Binding of c-Raf1 kinase to a conserved acidic sequence within the carboxyl-terminal region of the HIV-1 Nef protein

Nef is a membrane-associated cytoplasmic phosphoprotein that is well conserved among the different human (HIV-1 and HIV-8) and simian immunodeficiency viruses and has important roles in down-regulating the CD4 receptor and modulating T-cell signaling pathways. The ability to modulate T-cell signaling pathways suggests that Nef may physically interact with T-cell signaling proteins. In order to identify Nef binding proteins and map their site(s) of interaction, we targeted a highly conserved acidic sequence at the carboxyl-terminal region of Nef sharing striking similarity with an acidic sequence at the c-Raf1-binding site within the Ras effector region. Here, we used deletion and site-specific mutagenesis to generate mutant Nef proteins fused to bacterial glutathione S-transferase in in vitro precipitation assays and immunoblot analysis to map the specific interaction between the HIV-1(LAI) Nef and c-Raf1 to a conserved acidic sequence motif containing the core sequence Asp-Asp-X-X-X-Glu (position 174-179).

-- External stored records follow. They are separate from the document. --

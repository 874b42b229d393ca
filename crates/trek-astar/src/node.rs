use std::cmp::Ordering;
use std::fmt;
use std::ops::Index;

use crate::element::Element;
use crate::error::SearchError;

/// Index of a node inside a [`NodeArena`].
#[derive(Debug, Clone, Copy, PartialEq, Eq, Hash, PartialOrd, Ord)]
pub struct NodeId(usize);

impl NodeId {
    #[inline]
    pub fn index(self) -> usize {
        self.0
    }
}

/// A search node: an element plus path-cost bookkeeping.
///
/// The parent link is an arena index used only to rebuild paths. It takes
/// no part in equality, which is decided by the element alone.
#[derive(Debug, Clone)]
pub struct Node<E> {
    element: E,
    parent: Option<NodeId>,
    pub(crate) g: f64,
    pub(crate) f: Option<f64>,
    cost: f64,
}

impl<E> Node<E> {
    /// A parentless node with `g = 0`, no `f` yet and an edge cost of 1.
    pub fn new(element: E) -> Self {
        Self {
            element,
            parent: None,
            g: 0.0,
            f: None,
            cost: 1.0,
        }
    }

    /// Override the cost of the edge leading into this node.
    pub fn with_cost(mut self, cost: f64) -> Self {
        debug_assert!(cost >= 0.0, "edge cost must be non-negative");
        self.cost = cost;
        self
    }

    #[inline]
    pub fn element(&self) -> &E {
        &self.element
    }

    #[inline]
    pub fn into_element(self) -> E {
        self.element
    }

    #[inline]
    pub fn parent(&self) -> Option<NodeId> {
        self.parent
    }

    /// Accumulated path cost from the start.
    #[inline]
    pub fn g(&self) -> f64 {
        self.g
    }

    /// Estimated total cost, `None` until the engine evaluates the node.
    #[inline]
    pub fn f(&self) -> Option<f64> {
        self.f
    }

    /// Cost of the edge from the parent to this node.
    #[inline]
    pub fn edge_cost(&self) -> f64 {
        self.cost
    }

    /// Heuristic remainder `f - g`, or `None` while `f` is unset.
    #[inline]
    pub fn remainder(&self) -> Option<f64> {
        self.f.map(|f| f - self.g)
    }

    /// Compare by `f`. Returns `None` if either node has not been
    /// evaluated yet.
    pub fn cmp_f(&self, other: &Self) -> Option<Ordering> {
        Some(self.f?.total_cmp(&other.f?))
    }

    pub(crate) fn evaluate(&mut self, h: f64) -> f64 {
        debug_assert!(h >= 0.0, "heuristic must be non-negative");
        let f = self.g + h;
        self.f = Some(f);
        f
    }
}

impl<E: Element> Node<E> {
    /// Whether both nodes wrap equal elements.
    pub fn try_eq(&self, other: &Self) -> Result<bool, SearchError> {
        self.element.equals(&other.element)
    }

    #[inline]
    pub fn key(&self) -> E::Key {
        self.element.key()
    }
}

impl<E: fmt::Display> fmt::Display for Node<E> {
    fn fmt(&self, f: &mut fmt::Formatter<'_>) -> fmt::Result {
        write!(f, "{} g={}", self.element, self.g)?;
        match self.f {
            Some(v) => write!(f, " f={v}"),
            None => f.write_str(" f=unset"),
        }
    }
}

// ---------------------------------------------------------------------------
// Arena
// ---------------------------------------------------------------------------

/// A node stored in an arena, handed to neighbor factories.
#[derive(Debug, Clone, Copy)]
pub struct NodeRef<'a, E> {
    id: NodeId,
    node: &'a Node<E>,
}

impl<'a, E> NodeRef<'a, E> {
    #[inline]
    pub fn id(&self) -> NodeId {
        self.id
    }

    #[inline]
    pub fn node(&self) -> &'a Node<E> {
        self.node
    }

    #[inline]
    pub fn element(&self) -> &'a E {
        &self.node.element
    }

    /// A fresh node for `element` whose parent is this node.
    pub fn child(&self, element: E) -> Node<E> {
        parented(element, self.id)
    }
}

/// Build a node parented to `parent`, for providers that keep the parent id
/// instead of a borrowed [`NodeRef`].
pub fn parented<E>(element: E, parent: NodeId) -> Node<E> {
    Node {
        parent: Some(parent),
        ..Node::new(element)
    }
}

/// Owns every node created during one search.
///
/// Nodes are never removed; superseded ones simply become unreachable from
/// the open and closed sets.
#[derive(Debug, Clone)]
pub struct NodeArena<E> {
    nodes: Vec<Node<E>>,
}

impl<E> Default for NodeArena<E> {
    fn default() -> Self {
        Self::new()
    }
}

impl<E> NodeArena<E> {
    pub fn new() -> Self {
        Self { nodes: Vec::new() }
    }

    pub fn insert(&mut self, node: Node<E>) -> NodeId {
        debug_assert!(
            node.parent.is_none_or(|p| p.0 < self.nodes.len()),
            "parent must already live in this arena"
        );
        self.nodes.push(node);
        NodeId(self.nodes.len() - 1)
    }

    #[inline]
    pub fn get(&self, id: NodeId) -> Option<&Node<E>> {
        self.nodes.get(id.0)
    }

    /// Borrow a stored node together with its id.
    ///
    /// # Panics
    ///
    /// Panics if `id` was not issued by this arena.
    #[inline]
    pub fn node_ref(&self, id: NodeId) -> NodeRef<'_, E> {
        NodeRef {
            id,
            node: &self.nodes[id.0],
        }
    }

    pub fn len(&self) -> usize {
        self.nodes.len()
    }

    pub fn is_empty(&self) -> bool {
        self.nodes.is_empty()
    }
}

impl<E: Clone> NodeArena<E> {
    /// Walk parent links from `id` back to the root and return the nodes in
    /// root-to-`id` order.
    pub fn path_to(&self, id: NodeId) -> Vec<PathNode<E>> {
        let mut path = Vec::new();
        let mut cur = Some(id);
        while let Some(i) = cur {
            let node = &self[i];
            path.push(PathNode {
                element: node.element.clone(),
                g: node.g,
                f: node.f.unwrap_or(node.g),
            });
            cur = node.parent;
        }
        path.reverse();
        path
    }
}

impl<E> Index<NodeId> for NodeArena<E> {
    type Output = Node<E>;

    #[inline]
    fn index(&self, id: NodeId) -> &Node<E> {
        &self.nodes[id.0]
    }
}

/// One step of a returned path.
#[derive(Debug, Clone, PartialEq)]
#[cfg_attr(feature = "serde", derive(serde::Serialize, serde::Deserialize))]
pub struct PathNode<E> {
    pub element: E,
    /// Cost from the start to this step.
    pub g: f64,
    /// Estimated total cost when this step was queued.
    pub f: f64,
}

#[cfg(test)]
mod tests {
    use super::*;

    #[derive(Clone, Debug)]
    struct Unequatable;

    impl Element for Unequatable {
        type Key = ();

        fn key(&self) -> Self::Key {}
    }

    fn with_f(value: u32, f: f64) -> Node<u32> {
        let mut n = Node::new(value);
        n.f = Some(f);
        n
    }

    #[test]
    fn cmp_f_orders_by_estimate() {
        assert_eq!(with_f(1, 1.0).cmp_f(&with_f(1, 2.0)), Some(Ordering::Less));
        assert_eq!(with_f(1, 2.0).cmp_f(&with_f(1, 2.0)), Some(Ordering::Equal));
        assert_eq!(with_f(1, 2.0).cmp_f(&with_f(1, 1.0)), Some(Ordering::Greater));
        assert_eq!(Node::new(1u32).cmp_f(&with_f(1, 1.0)), None);
    }

    #[test]
    fn equality_ignores_costs_and_parent() {
        let mut arena = NodeArena::new();
        let root = arena.insert(Node::new(1u32));
        let a = Node::new(7u32);
        let mut b = arena.node_ref(root).child(7u32);
        b.g = 12.0;
        assert_eq!(a.try_eq(&b), Ok(true));
        assert_eq!(a.try_eq(&Node::new(5)), Ok(false));
    }

    #[test]
    fn equality_without_element_support_fails() {
        let a = Node::new(Unequatable);
        let b = Node::new(Unequatable);
        assert!(matches!(
            a.try_eq(&b),
            Err(SearchError::EqualityUnsupported { .. })
        ));
    }

    #[test]
    fn new_nodes_are_unevaluated() {
        let n = Node::new('x');
        assert_eq!(n.g(), 0.0);
        assert_eq!(n.f(), None);
        assert_eq!(n.remainder(), None);
        assert_eq!(n.edge_cost(), 1.0);
        assert_eq!(n.parent(), None);
        assert_eq!(Node::new('x').with_cost(2.5).edge_cost(), 2.5);
    }

    #[test]
    fn evaluate_sets_total_estimate() {
        let mut n = Node::new(3u32);
        n.g = 4.0;
        assert_eq!(n.evaluate(2.0), 6.0);
        assert_eq!(n.f(), Some(6.0));
        assert_eq!(n.remainder(), Some(2.0));
    }

    #[test]
    fn path_runs_root_to_leaf() {
        let mut arena = NodeArena::new();
        let mut id = arena.insert(Node::new(10u32));
        for value in (1..10u32).rev() {
            let child = arena.node_ref(id).child(value);
            id = arena.insert(child);
        }
        let path: Vec<u32> = arena.path_to(id).into_iter().map(|s| s.element).collect();
        assert_eq!(path, vec![10, 9, 8, 7, 6, 5, 4, 3, 2, 1]);
    }

    #[test]
    fn path_to_root_is_single_step() {
        let mut arena = NodeArena::new();
        let root = arena.insert(Node::new(4u32));
        let path = arena.path_to(root);
        assert_eq!(path.len(), 1);
        assert_eq!(path[0].element, 4);
        assert_eq!(arena.len(), 1);
    }
}

#[cfg(all(test, feature = "serde"))]
mod serde_tests {
    use super::*;
    use trek_core::Point;

    #[test]
    fn path_node_json_round_trip() {
        let step = PathNode {
            element: Point::new(3, 4),
            g: 2.0,
            f: 5.0,
        };
        let json = serde_json::to_string(&step).unwrap();
        let back: PathNode<Point> = serde_json::from_str(&json).unwrap();
        assert_eq!(back, step);
    }
}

Significantly, we demonstrate that substitution of the nonpolar glycine residue for either or both of the conserved negatively charged aspartic acid residues at positions 174 and 175 in the full-length recombinant Nef protein background completely abrogated binding of c-Raf1 in vitro. In addition, lysates from a permanent CEM T-cell line constitutively expressing the native HIV-1 Nef protein was used to coimmunoprecipitate a stable Nef c-Raf1 complex, suggesting that molecular interactions between Nef and c-Raf1, an important downstream transducer of cell signaling through the c-Raf1-MAP kinase pathway, occur in vivo. This interaction may account for the Nef-induced perturbations of T-cell signaling and activation pathways in vitro and in vivo.